How does Adaptive Query Execution fix your Spark performance issues?

Kerrache Massipssa
5 min readDec 25, 2023

In Apache Spark versions before 3.0, the common performance issues encountered are:

  • Data skewness, inadequate partitioning, causing uneven distribution.
  • Suboptimal query plan choices, where Spark might choose a static plan without considering runtime statistics, leading to inefficiencies.
  • The lack of adaptability in handling varying data sizes between stages poses another performance hurdle.

These issues are now fixed with the help of Adaptive Query Execution (AQE), which we’ll discuss in detail in this article.

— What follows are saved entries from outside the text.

use std::path::PathBuf;
use thiserror::Error;

pub type Result<T> = std::result::Result<T, ConfigError>;

#[derive(Debug, Error)]
pub enum ConfigError {
    #[error("Path not found: '{0}'")]
    PathNotFound(String),

    #[error("Cannot convert '{path}': expected {expected}, found {found}")]
    Conversion {
        path: String,
        expected: &'static str,
        found: &'static str,
    },

    #[error("Remote config path '{0}' not found or not a partial")]
    RemotePathNotFound(String),

    #[error("No decoder accepts the format '{0}'")]
    InvalidDecoderFormat(String),

    #[error("No source strategy accepts the type '{0}'")]
    InvalidSourceType(String),

    #[error("No source strategy accepts the description {0}")]
    InvalidSourcePartial(String),

    #[error("Source not found: '{0}'")]
    SourceNotFound(String),

    #[error("Duplicate source id: '{0}'")]
    DuplicateSource(String),

    #[error("Missing collaborator: {0}")]
    MissingCollaborator(&'static str),

    #[error("Missing argument '{name}' for source type '{kind}'")]
    MissingArgument { kind: String, name: &'static str },

    #[error("Failed to read {path}: {source}")]
    Io {
        path: PathBuf,
        source: std::io::Error,
    },

    #[error("Failed to decode {format} content: {reason}")]
    Decode { format: String, reason: String },

    #[error("Decoder stream already closed")]
    DecoderClosed,

    #[error("Request to {uri} failed: {reason}")]
    Http { uri: String, reason: String },

    #[error("Invalid RFC3339 timestamp '{value}': {reason}")]
    InvalidTimestamp { value: String, reason: String },

    #[error("Settings error: {0}")]
    Settings(#[from] confique::Error),
}

impl ConfigError {
    pub(crate) fn io(path: impl Into<PathBuf>, source: std::io::Error) -> Self {
        ConfigError::Io {
            path: path.into(),
            source,
        }
    }

    pub(crate) fn decode(format: &str, reason: impl ToString) -> Self {
        ConfigError::Decode {
            format: format.to_string(),
            reason: reason.to_string(),
        }
    }
}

What’s Adaptive Query Execution (AQE)?

Before Spark 3.0, a notable downside was that once the best-optimized plan was determined, no further optimization could be performed until the end of the Spark application. This limitation hindered the ability to adapt and improve execution dynamically during the application’s runtime. However, since Spark 3.0, it has become possible to perform runtime optimization with the help of AQE.

In the short term, AQE is an optimization technique in Spark SQL that utilizes runtime statistics to choose the most efficient query execution plan.

This feature is enabled by default starting from Apache Spark 3.2.0.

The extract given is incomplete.